Unchecked buffers and stack overflows have been chronic security lapses for
decades now, thousands and thousands of times. Wandering around data structures
with autoincrement pointers is like stumbling in a mindfield, blindfolded. With
various-sized mines.

The c language and, more significantly, the c language culture, will make this
sort of thing keep happening.

That's true to a fair extent, though less so now than it used to be -
people are more aware of the problem, and use safer alternative functions.

However, the bug in heartbleed has nothing to do with this - either in
terms of "C culture" or programming language.

Of course it does. The coder used an autoincrement pointer to pick up a buffer
size and dumped that amount of memory, without bounds checks, addressing memory
whose content was entirely unknown. No programming language should allow that.

Actually he didn't that part was hidden inside the memcpy routine.

The problem was not sanity checking the parameters in the message for
validity. This is all too common :(

The cultural part is that buffer overrun errors have been chronic security
hazards for decades, and neither the coder nor the open-source peer reviewers
checked for it! Some unchecked buffer bugs can be very subtle and hard to
analyze, but this one was blatant, simple and in plain sight.

It was only in plain sight if you think like a black hat. You can hide a
lot of things in plain sight. Most people don't consider what would
happen if someone were to deliberately seek to find hostile parameters.

I don't disagree that C programs often have security risks that are easy
to make due to C's lack of resource management and proper strings - but
I strongly disagree with the implication that other languages are /safe/
or /secure/ solely because they don't have these issues.

If strong checking eliminated half of the security bugs, that would be a big
improvement. In most engineering situations, 2:1 is considered to be a big deal.
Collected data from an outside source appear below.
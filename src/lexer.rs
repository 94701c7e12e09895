use crate::brackets;
use crate::class::{classify, is_name_char, CharClass};
use crate::error::Error;
use crate::token::{Kind, Op, Token};
use log::trace;

#[must_use]
/// Check if `ident` is a valid variable name
///
/// # Examples
///
/// ```
/// # use polish::is_variable;
///
/// assert_eq!(is_variable("__abc"), true);
/// assert_eq!(is_variable("ab3"), false);
/// assert_eq!(is_variable(""), false);
/// ```
pub fn is_variable(ident: &str) -> bool {
    !ident.is_empty() && ident.chars().all(is_name_char)
}

/// States of the lexer. Each state knows which character classes may come
/// next.
#[derive(Debug, Clone, Copy, PartialEq, Eq)]
enum State {
    /// Waiting for an operand, a left bracket or a unary minus
    Start,
    /// A unary minus was just read
    Signed,
    /// Inside a variable name
    Name,
    /// Inside the integer part of a number
    Integer,
    /// Just read the decimal point of a number
    Point,
    /// Inside the fractional part of a number
    Fraction,
    /// After a right bracket, waiting for an operator or another right bracket
    Closed,
}

impl State {
    /// Human readable description of what the state accepts
    fn expected(self) -> &'static str {
        match self {
            Self::Start => "a number, a name, a left bracket or a unary minus",
            Self::Signed => "a number, a name or a left bracket",
            Self::Name => "a letter, an operator or a right bracket",
            Self::Integer => "a digit, a decimal point, an operator or a right bracket",
            Self::Point => "a digit",
            Self::Fraction => "a digit, an operator or a right bracket",
            Self::Closed => "an operator or a right bracket",
        }
    }

    /// Is the lexer in the middle of an operand?
    fn in_operand(self) -> bool {
        matches!(self, Self::Name | Self::Integer | Self::Fraction)
    }
}

/// An helper struct for lexing the input
pub struct Lexer<'a> {
    input: &'a str,
    state: State,
    /// Byte offset where the pending operand starts, sign included
    start: usize,
    /// Number of left brackets read and not yet closed
    depth: usize,
    /// Depths of the negated groups which were wrapped in an extra pair of
    /// brackets, innermost last
    wrapped: Vec<usize>,
    tokens: Vec<Token>,
}

impl<'a> Lexer<'a> {
    pub fn new(input: &'a str) -> Lexer<'a> {
        Lexer {
            input,
            state: State::Start,
            start: 0,
            depth: 0,
            wrapped: Vec::new(),
            tokens: Vec::new(),
        }
    }

    /// Split the input into tokens, in infix order. Brackets are checked
    /// first, and nothing is tokenized if they are unbalanced.
    pub fn tokenize(mut self) -> Result<Vec<Token>, Error> {
        if !brackets::validate(self.input) {
            return Err(Error::SyntaxError(format!(
                "unbalanced brackets in '{}'",
                self.input
            )));
        }
        for (position, c) in self.input.char_indices() {
            self.step(position, c)?;
        }
        self.finish()
    }

    fn step(&mut self, position: usize, c: char) -> Result<(), Error> {
        let next = match (self.state, classify(c)) {
            (State::Start, CharClass::Operator(Op::Minus)) => {
                self.start = position;
                State::Signed
            }
            (State::Start, CharClass::LeftBracket) => {
                self.open(c);
                State::Start
            }
            // -(...) is read as -1*(...), and as (-1*(...)) after an operator
            // so that it binds as a single operand
            (State::Signed, CharClass::LeftBracket) => {
                let after_operator =
                    matches!(self.tokens.last().map(Token::kind), Some(Kind::Operator(_)));
                if after_operator {
                    self.tokens.extend(Token::bracket('('));
                }
                self.tokens.push(Token::operand("-1"));
                self.tokens.push(Token::operator(Op::Mul));
                self.open(c);
                if after_operator {
                    self.wrapped.push(self.depth);
                }
                State::Start
            }
            (State::Start, CharClass::Digit) => {
                self.start = position;
                State::Integer
            }
            (State::Start, CharClass::Name) => {
                self.start = position;
                State::Name
            }
            (State::Signed, CharClass::Digit) | (State::Integer, CharClass::Digit) => {
                State::Integer
            }
            (State::Signed, CharClass::Name) | (State::Name, CharClass::Name) => State::Name,
            (State::Integer, CharClass::Point) => State::Point,
            (State::Point, CharClass::Digit) | (State::Fraction, CharClass::Digit) => {
                State::Fraction
            }
            (state, CharClass::Operator(op)) if state.in_operand() || state == State::Closed => {
                self.close_operand(position);
                self.tokens.push(Token::operator(op));
                State::Start
            }
            (state, CharClass::RightBracket) if state.in_operand() || state == State::Closed => {
                self.close_operand(position);
                self.close(c);
                State::Closed
            }
            (state, _) => {
                return Err(Error::SyntaxError(format!(
                    "unexpected character '{}' at position {}, expected {}",
                    c,
                    position,
                    state.expected()
                )));
            }
        };
        trace!("{:?} --{:?}--> {:?}", self.state, c, next);
        self.state = next;
        Ok(())
    }

    fn open(&mut self, c: char) {
        self.tokens.extend(Token::bracket(c));
        self.depth += 1;
    }

    /// Emit the right bracket `c`, and the bracket wrapping its group if any
    fn close(&mut self, c: char) {
        self.tokens.extend(Token::bracket(c));
        if self.wrapped.last() == Some(&self.depth) {
            self.wrapped.pop();
            self.tokens.extend(Token::bracket(')'));
        }
        self.depth -= 1;
    }

    /// Emit the pending operand ending at byte offset `end`, if any
    fn close_operand(&mut self, end: usize) {
        if self.state.in_operand() {
            self.tokens
                .push(Token::operand(&self.input[self.start..end]));
        }
    }

    fn finish(mut self) -> Result<Vec<Token>, Error> {
        if self.input.is_empty() {
            return Err(Error::SyntaxError("empty expression".into()));
        }
        if !self.state.in_operand() && self.state != State::Closed {
            return Err(Error::SyntaxError(format!(
                "unexpected end of input, expected {}",
                self.state.expected()
            )));
        }
        self.close_operand(self.input.len());
        Ok(self.tokens)
    }
}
Strong typing would catch some of the faults. *Using* the available
static analysis tools for C/C++ would also improve things, but the most
important thing by far would be making sure that the next generation are
taught from the outset to use these tools.

It is unfortunately the case that the best tools are only available to a
select few with very deep pockets or on a roll your own basis.

Data should be stored in declared buffers, and runtime errors thrown if attempts
are made to address outside the buffer. Items should be addressed by named
indexes, not by wandering around with pointers.

That solves /some/ security issues - but there is nothing in C that
stops you doing this if you understand how to program secure software.
But it is a serious mistake to think that such issues are actually the
most important factors in secure programming - or that other languages
with garbage collection, no pointers, and safe arrays are actually more
secure. Insecure software is just as common with Python, PHP, Perl, and
other higher level languages.

You are taking one class of errors which occur more often in C (because
checks have to be made manually in the code, rather than automatically
in the language) and assuming this is a major security issue. But that
is simply not the case. Buffer overflows and similar errors usually
result in crashes - such programs are therefore susceptible to
denial-of-service attacks, but they seldom (but not never, of course)
lead to information leaks or privilege escalation. And the alternative
- using a language with managed buffers and runtime errors - will give
the same effect when the unexpected runtime error leads the program to end.

Buffer overflows are common. If you're lucky, they crash the OS and you find out
and fix it. If you're not lucky, some bad-hatter finds them before you do.

They are not as common as they used to be. Steve McGuire (sp?) in his
classic "Writing Solid Code" described how it should be done back in the
1990's. Industry still hasn't fully adopted his approach.
The worst thing that technology does is program. Critical systems are programmed
in a 45-year old, fundamentally hazardous language that requires execptional,
K&R-level, skills to get right. Will we be doing it the same way, in c, 45 years
from now?

Most of the realistic alternatives are of a similar vintage. New silver
bullets promise everything but then deliver little or no improvement.

Writing secure software is about thinking securely - the language of
implementation is a minor issue, partly because the coding itself should
be a small part of the total workload.

The heartbleed bug did not come from an issue in the implementation
language - it came from not /thinking/ enough about where information
came from. Arguably it came from poor design of the heartbeat part of
the protocol - it is never a good idea for the same information (the
length of the test data) to be included twice in the telegram, as it can
lead to confusion and mistakes.

Crucially if you already know how long the heartbeat datagram should be
then you should drop it on the floor if it is clearly malformed on
arrival. Data corruption can sometimes happen so there is no excuse.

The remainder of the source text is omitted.